In short, it is easy to generate an aesthetically pleasing image. It is excruciatingly hard to generate an image corresponding to a very specific idea. For a normal user, this problem already exists: communicating with an artist is difficult, especially because the idea in the head of the person who asks might not make sense. But for an artist, this is not even a tool.

Not all GenAI tools are equal; code is the outlier, as it is inherently an editable format with no translation layer. The equivalent of what systems produce for music and images would be if they directly output assembly at best, or just binary. There are issues with this, as music would require a whole pipeline.

cycology: the Illusion of explanatory depth in bicycles

People's attempts at drawing a bicycle from memory.

The illusion of explanatory depth is a cognitive bias where people believe they understand a topic better than they actually do. The effect was observed in what is called explanatory knowledge, i.e. “knowledge that involves complex causal patterns”. The illusion is similar to the Dunning-Kruger effect, but the latter focuses on ability.

It was made popular in a 2006 study, The science of cycology: failures to understand how everyday objects work. It showed that people tend to overestimate their ability to explain how everyday objects work; the diagrams are quite striking.

As an artist, such illusions are often encountered head first. Trying to draw the object from memory would quickly make the knowledge gap obvious; yet you need to actually rack your brain first before jumping to photo references.

If you don’t try to go beyond surface level, there is no way to escape it. GenAI tools make it easy to avoid building in-depth expertise, compounding the effect.

(the future) A positive direction: an open question

Beyond the creative concerns, GenAI has broader consequences, and everything ties into the original question.

Free spam for everyone, everywhere

The cost of spam is reduced to zero whereas the cost of spam detection is incredible. This is true for music, images, text. It results in paranoia and witch hunts.

Artist falsely accused of using AI, bullied off platform.

It also results in massive spam in digital places; these are results on Amazon on a simple technical query. All top results are AI generated ‘books’.

Amazon search results flooded with AI-generated books. AI-generated author publishing one technical book per week.

These authors are able to generate about one highly technical book per week.

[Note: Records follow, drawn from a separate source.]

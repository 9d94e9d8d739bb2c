//! Scalar parsing for user-entered cell text
//!
//! Accepted forms:
//! - empty or whitespace-only text, which is zero
//! - decimals: `3`, `-2.5`, `.5`, `+4.`, `1.5e3`
//! - fractions `p/q` where both sides are decimals and `q != 0`

use std::sync::OnceLock;

use regex::Regex;

use crate::{MatvecError, Number, NumberError};

fn decimal_re() -> &'static Regex {
    static RE: OnceLock<Regex> = OnceLock::new();
    RE.get_or_init(|| {
        Regex::new(r"^([+-]?)([0-9]*)(?:\.([0-9]*))?(?:[eE]([+-]?[0-9]+))?$").unwrap()
    })
}

/// Parse one cell. Empty text is zero; anything else must be a finite
/// decimal or a fraction.
pub fn parse_scalar(text: &str) -> Result<Number, MatvecError> {
    let s = text.trim();
    if s.is_empty() {
        return Ok(Number::zero());
    }

    let mut parts = s.split('/');
    match (parts.next(), parts.next(), parts.next()) {
        (Some(num), None, _) => parse_decimal(num).ok_or_else(|| MatvecError::parse_error(s)),
        (Some(num), Some(den), None) => {
            let num = parse_decimal(num.trim()).ok_or_else(|| MatvecError::parse_error(s))?;
            let den = parse_decimal(den.trim()).ok_or_else(|| MatvecError::parse_error(s))?;
            match num.checked_div(&den) {
                Ok(q) => Ok(q),
                Err(NumberError::DivisionByZero) => Err(MatvecError::div_zero(s)),
                Err(e) => Err(e.into()),
            }
        }
        _ => Err(MatvecError::parse_error(s)),
    }
}

/// Parse one cell, tagging any failure with its location
pub fn parse_cell(text: &str, cell: impl Into<String>) -> Result<Number, MatvecError> {
    parse_scalar(text).map_err(|e| e.in_cell(cell))
}

/// Decimal literal to Number; None for anything not matching the grammar
/// or outside the finite f64 range.
fn parse_decimal(s: &str) -> Option<Number> {
    let caps = decimal_re().captures(s)?;
    let sign = caps.get(1).map_or("", |m| m.as_str());
    let int = caps.get(2).map_or("", |m| m.as_str());
    let frac = caps.get(3).map_or("", |m| m.as_str());
    if int.is_empty() && frac.is_empty() {
        return None;
    }

    let mut canonical = String::with_capacity(s.len() + 2);
    if sign == "-" {
        canonical.push('-');
    }
    canonical.push_str(if int.is_empty() { "0" } else { int });
    if !frac.is_empty() {
        canonical.push('.');
        canonical.push_str(frac);
    }
    if let Some(exp) = caps.get(4) {
        canonical.push('e');
        canonical.push_str(exp.as_str());
    }

    let n = Number::from_decimal_str(&canonical).ok()?;
    // Totality: only values representable as finite reals are accepted
    n.to_f64().map(|_| n)
}
use matvec_core::{display, parse_cell, ErrorCode, MatvecError, Number};
use matvec_matrix::{
    add, cramer, determinant, inverse, inverse_solve, multiply, parse_column, parse_grid, scalar_multiply, subtract,
    transpose, CramerOutcome, Matrix,
};
use matvec_vectors::{
    build_plot, cross_z, diff, dot, parse_component, sum, to_cartesian, to_polar, PlotOptions, PlotSpec, Vector2D,
};
use serde::de::DeserializeOwned;
use serde::{Deserialize, Serialize};
use serde_json::{json, Value as JsonValue};
use tracing::{debug, warn};

use crate::config::ServerConfig;
use crate::protocol::McpError;

// ============ inputs ============

/// One input cell: clients send text, but plain JSON numbers are accepted
#[derive(Debug, Clone, Deserialize)]
#[serde(untagged)]
pub enum Cell {
    Text(String),
    Number(serde_json::Number),
    Empty,
}

impl Cell {
    pub fn text(&self) -> String {
        match self {
            Cell::Text(s) => s.clone(),
            Cell::Number(n) => n.to_string(),
            Cell::Empty => String::new(),
        }
    }

    fn is_blank(&self) -> bool {
        match self {
            Cell::Text(s) => s.trim().is_empty(),
            Cell::Number(_) => false,
            Cell::Empty => true,
        }
    }
}

pub type Grid = Vec<Vec<Cell>>;

#[derive(Debug, Clone, Copy, PartialEq, Eq)]
pub enum MatrixOp {
    Add,
    Subtract,
    Multiply,
    Determinant,
    Inverse,
    Transpose,
    ScalarMultiply,
}

impl MatrixOp {
    pub fn from_str(s: &str) -> Option<Self> {
        match s.trim().to_lowercase().as_str() {
            "add" => Some(MatrixOp::Add),
            "subtract" | "sub" => Some(MatrixOp::Subtract),
            "multiply" | "mul" => Some(MatrixOp::Multiply),
            "determinant" | "det" => Some(MatrixOp::Determinant),
            "inverse" | "inv" => Some(MatrixOp::Inverse),
            "transpose" | "trans" => Some(MatrixOp::Transpose),
            "scalar-multiply" | "scalar_multiply" | "scale" => Some(MatrixOp::ScalarMultiply),
            _ => None,
        }
    }
}

#[derive(Debug, Clone, Deserialize)]
pub struct MatrixOperateArgs {
    #[serde(rename = "A")]
    pub a: Option<Grid>,
    #[serde(rename = "B")]
    pub b: Option<Grid>,
    pub op: Option<String>,
    /// `"A"` (default) or `"B"` for unary operations
    pub target: Option<String>,
    /// Factor for `scalar-multiply`
    pub k: Option<Cell>,
}

#[derive(Debug, Clone, Deserialize)]
pub struct LinearSystemArgs {
    #[serde(rename = "A")]
    pub a: Option<Grid>,
    pub b: Option<Vec<Cell>>,
}

#[derive(Debug, Clone, Default, Deserialize)]
pub struct VectorInput {
    pub mag: Option<Cell>,
    pub deg: Option<Cell>,
    pub x: Option<Cell>,
    pub y: Option<Cell>,
}

#[derive(Debug, Clone, Deserialize)]
#[serde(rename_all = "camelCase")]
pub struct VectorsArgs {
    pub input_mode: Option<String>,
    pub v1: Option<VectorInput>,
    pub v2: Option<VectorInput>,
    #[serde(default)]
    pub show: PlotOptions,
}

// ============ outputs ============

#[derive(Debug, Clone, Serialize)]
#[serde(untagged)]
pub enum OperateResult {
    Matrix {
        #[serde(rename = "resultMatrix")]
        result_matrix: Matrix,
    },
    Scalar {
        scalar: Number,
    },
}

#[derive(Debug, Clone, Serialize)]
#[serde(rename_all = "camelCase")]
pub struct CramerResponse {
    pub det_a: Number,
    /// `A1..An`: A with column i replaced by b
    pub matrices: BTreeMap<String, Matrix>,
    pub dets: Vec<Number>,
    pub solution: Vec<Number>,
}

#[derive(Debug, Clone, Serialize)]
pub struct InverseResponse {
    #[serde(rename = "detA")]
    pub det_a: Number,
    #[serde(rename = "Ainv")]
    pub a_inv: Matrix,
    pub solution: Vec<Number>,
}

#[derive(Debug, Clone, Serialize)]
pub struct VectorReport {
    pub xy: [String; 2],
    pub mag: String,
    pub deg: String,
}

#[derive(Debug, Clone, Serialize)]
#[serde(rename_all = "camelCase")]
pub struct VectorsResponse {
    pub v1: VectorReport,
    pub v2: VectorReport,
    pub sum: [String; 2],
    pub diff: [String; 2],
    pub dot: String,
    pub cross: String,
    pub plot_spec: PlotSpec,
}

Honestly, these are rookie numbers, why not add 12000 blog posts in a single commit?

It is unclear how this battle will unfold, but the most likely outcome is more pollution, but also more invasive scrutiny.

Learning

LLMs can be used not as shortcuts but as teachers, providing feedback and analysis of surprising quality. Research suggests that most people who use them use them the wrong way. To paraphrase, excessive reliance on Generative AI can lead to cognitive atrophy, characterized by reduced memory, concentration, and analytical skills. (How AI Impacts Skill Formation)

While there are many studies suggesting similar conclusions, to the best of my knowledge none show positive effects. This suggests positive effects may be very localized to specific individuals, and/or offset by the negatives.

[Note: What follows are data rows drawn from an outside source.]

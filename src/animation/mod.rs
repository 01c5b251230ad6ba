pub(crate) mod camera;
pub(crate) mod ease;
pub(crate) mod reveal;
pub(crate) mod timeline;
use super::*;

fn cfg(width: u32, height: u32) -> SinkConfig {
    SinkConfig {
        width,
        height,
        fps: Fps::new(30, 1).unwrap(),
    }
}

#[test]
fn flatten_premul_alpha_0_returns_bg() {
    let src = vec![0u8, 0, 0, 0];
    let mut dst = vec![0u8; 4];
    flatten_to_opaque_rgba8(&mut dst, &src, true, [10, 20, 30, 255]).unwrap();
    assert_eq!(dst, vec![10, 20, 30, 255]);
}

#[test]
fn flatten_alpha_255_is_identity() {
    let src = vec![1u8, 2, 3, 255];
    let mut dst = vec![0u8; 4];
    flatten_to_opaque_rgba8(&mut dst, &src, true, [10, 20, 30, 255]).unwrap();
    assert_eq!(dst, src);
}

#[test]
fn flatten_straight_over_black() {
    let src = vec![255u8, 0, 0, 128];
    let mut dst = vec![0u8; 4];
    flatten_to_opaque_rgba8(&mut dst, &src, false, [0, 0, 0, 255]).unwrap();
    assert_eq!(dst, vec![128, 0, 0, 255]);
}

#[test]
fn odd_dimensions_are_rejected_before_spawning() {
    let out = Path::new(env!("CARGO_MANIFEST_DIR")).join("target/unit_encode_ffmpeg/odd.mp4");
    let mut sink = FfmpegSink::new(FfmpegSinkOpts::new(&out));
    let err = sink.begin(cfg(11, 10)).unwrap_err();
    assert!(matches!(err, MaptrailError::Encoding(_)));
    assert!(!out.exists());
}

#[test]
fn push_before_begin_fails() {
    let mut sink = FfmpegSink::new(FfmpegSinkOpts::new("unused.mp4"));
    let frame = FrameRGBA {
        width: 2,
        height: 2,
        data: vec![0; 16],
        premultiplied: true,
    };
    assert!(sink.push_frame(FrameIndex(0), &frame).is_err());
}

#[test]
fn encodes_when_ffmpeg_is_available() {
    if !is_ffmpeg_on_path() {
        return;
    }
    let out = Path::new(env!("CARGO_MANIFEST_DIR")).join("target/unit_encode_ffmpeg/ok.mp4");
    let mut sink = FfmpegSink::new(FfmpegSinkOpts::new(&out));
    sink.begin(cfg(16, 16)).unwrap();
    for i in 0..3 {
        let frame = FrameRGBA {
            width: 16,
            height: 16,
            data: [200, 10, 10, 255].repeat(256),
            premultiplied: true,
        };
        sink.push_frame(FrameIndex(i), &frame).unwrap();
    }
    sink.end().unwrap();
    assert!(std::fs::metadata(&out).unwrap().len() > 0);
}
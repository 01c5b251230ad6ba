use super::*;

use crate::animation::camera::CameraState;
use crate::export::record::{EntityProjection, PinProjection};
use crate::foundation::core::{EntityId, FrameIndex};

fn waypoint(id: u64) -> Waypoint {
    Waypoint {
        id: EntityId(id),
        camera: CameraState::default(),
    }
}

fn records(n: u64, fps: Fps) -> Vec<FrameRecord> {
    (0..n)
        .map(|i| FrameRecord {
            time: fps.frame_time_secs(FrameIndex(i)),
            camera: CameraState {
                zoom: 10.0 + i as f64 * 0.1,
                bearing: -5.5,
                pitch: 30.0,
                ..CameraState::default()
            },
            path_progress: 0.0,
            waypoints: vec![EntityProjection {
                id: EntityId(1),
                x: 100.5,
                y: 200.25,
            }],
            pins: vec![PinProjection {
                id: EntityId(9),
                text: "Home".to_string(),
                x: 1.0,
                y: 2.0,
            }],
        })
        .collect()
}

fn input<'a>(wps: &'a [Waypoint], pins: &'a [Pin], recs: &'a [FrameRecord]) -> ScriptInput<'a> {
    ScriptInput {
        resolution: Resolution::new(1920, 1080).unwrap(),
        fps: Fps::new(30, 1).unwrap(),
        waypoints: wps,
        pins,
        records: recs,
    }
}

#[test]
fn escapes_quotes_backslashes_and_line_breaks() {
    assert_eq!(
        escape_string_literal("a\"b\\c\nd\re\u{2028}f\u{1}"),
        "a\\\"b\\\\c\\nd\\re\\u2028f\\u0001"
    );
    assert_eq!(escape_string_literal("Café 東京"), "Café 東京");
}

#[test]
fn key_times_match_records_exactly() {
    let fps = Fps::new(30, 1).unwrap();
    let recs = records(7, fps);
    let wps = [waypoint(1), waypoint(2)];
    let script = keyframe_script(&input(&wps, &[], &recs)).unwrap();

    let times: Vec<f64> = script
        .lines()
        .filter_map(|l| l.trim().strip_prefix("sZoom.property(\"Slider\").setValueAtTime("))
        .map(|rest| rest.split(',').next().unwrap().parse::<f64>().unwrap())
        .collect();
    assert_eq!(times.len(), recs.len());
    for (t, r) in times.iter().zip(&recs) {
        assert_eq!(t.to_bits(), r.time.to_bits());
    }
    assert!(script.contains("setValueAtTime(0.03333333333333333, 10.1)"));
}

#[test]
fn composition_and_trackers_are_declared() {
    let fps = Fps::new(30, 1).unwrap();
    let recs = records(31, fps);
    let wps = [waypoint(1), waypoint(2)];
    let pins = [Pin {
        id: EntityId(9),
        text: "Say \"hi\"\nnow".to_string(),
        ..Pin::default()
    }];
    let script = keyframe_script(&input(&wps, &pins, &recs)).unwrap();

    assert!(script.contains("addComp(\"Map Animation\", 1920, 1080, 1, 2, 30)"));
    assert!(script.contains("wp_1.name = \"Tracker WP 1\";"));
    assert!(script.contains("wp_2.name = \"Tracker WP 2\";"));
    assert!(script.contains("pin_9.name = \"Pin Say \\\"hi\\\"\\nnow\";"));
    assert!(script.contains(
        "if (wpNulls[1]) { wpNulls[1].transform.position.setValueAtTime(0, [100.5, 200.25]); }"
    ));
    assert!(script.contains("sBear.property(\"Slider\").setValueAtTime(1, -5.5);"));
}

#[test]
fn empty_records_are_an_encoding_error() {
    let err = keyframe_script(&input(&[], &[], &[])).unwrap_err();
    assert!(matches!(err, MaptrailError::Encoding(_)));
}

#[test]
fn non_finite_values_are_rejected() {
    let fps = Fps::new(30, 1).unwrap();
    let mut recs = records(2, fps);
    recs[1].camera.zoom = f64::NAN;
    let err = keyframe_script(&input(&[], &[], &recs)).unwrap_err();
    assert!(err.to_string().contains("zoom"));
}

#[test]
fn writes_script_file() {
    let fps = Fps::new(30, 1).unwrap();
    let recs = records(2, fps);
    let path = std::path::Path::new(env!("CARGO_MANIFEST_DIR"))
        .join("target/unit_encode_script")
        .join(SCRIPT_FILE_NAME);
    write_keyframe_script(&input(&[], &[], &recs), &path).unwrap();
    let text = std::fs::read_to_string(&path).unwrap();
    assert!(text.starts_with("(function() {"));
}
use super::*;

#[test]
fn endpoints_are_stable() {
    for ease in Ease::ALL {
        assert_eq!(ease.apply(0.0), 0.0, "{ease}");
        assert_eq!(ease.apply(1.0), 1.0, "{ease}");
    }
}

#[test]
fn monotonic_spot_check() {
    for ease in Ease::ALL {
        let a = ease.apply(0.25);
        let b = ease.apply(0.5);
        let c = ease.apply(0.75);
        assert!(a < b, "{ease}");
        assert!(b < c, "{ease}");
    }
}

#[test]
fn out_of_range_input_is_clamped() {
    for ease in Ease::ALL {
        assert_eq!(ease.apply(-0.5), 0.0);
        assert_eq!(ease.apply(1.5), 1.0);
        assert_eq!(ease.apply(f64::NAN), 0.0);
    }
}

#[test]
fn known_midpoints() {
    assert_eq!(Ease::Linear.apply(0.3), 0.3);
    assert_eq!(Ease::InQuad.apply(0.5), 0.25);
    assert_eq!(Ease::OutQuad.apply(0.5), 0.75);
    assert_eq!(Ease::InOutCubic.apply(0.5), 0.5);
    assert!((Ease::InOutSine.apply(0.5) - 0.5).abs() < 1e-12);
    assert_eq!(Ease::InQuart.apply(0.5), 0.0625);
}

#[test]
fn names_round_trip_and_unknown_falls_back() {
    for ease in Ease::ALL {
        assert_eq!(Ease::from_name(ease.name()), Some(ease));
    }
    assert_eq!(Ease::resolve("easeOutBounce"), Ease::Linear);
    assert_eq!(Ease::from_name("easeOutBounce"), None);
}

#[test]
fn serde_uses_identifiers() {
    let json = serde_json::to_string(&Ease::InOutCubic).unwrap();
    assert_eq!(json, "\"easeInOutCubic\"");
    let e: Ease = serde_json::from_str("\"easeOutSine\"").unwrap();
    assert_eq!(e, Ease::OutSine);
    let unknown: Ease = serde_json::from_str("\"wobble\"").unwrap();
    assert_eq!(unknown, Ease::Linear);
}
pub(crate) mod frame;
pub(crate) mod preview;
pub(crate) mod renderer;
pub(crate) mod session;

New systems tailored to learning may be able to address this, and there is already some work in this direction, most notably by Andrej Karpathy; the financial incentives are well aligned for this use case.

Future work

At their heart, generative AI tools are probabilistic models. It is very hard to improve on some of their limitations, as even access to a tool giving the right answer to a problem might be ignored. For programming, this means giving access to theorem provers such as Lean or Coq to the LLM to circumvent the issue.

However, the tremendous rate of progress means there are new tools and new opportunities. So even very niche tools targeting experts might become financially viable. This includes needing less data to train specific tasks, and there are already companies working on this, although it is still “enterprise”.

PS: I have been sitting on this one for about a year. The problem is more important than ever, and still as difficult as it was.

PPS: A number of unfinished drafts of accompanying posts will be published soon.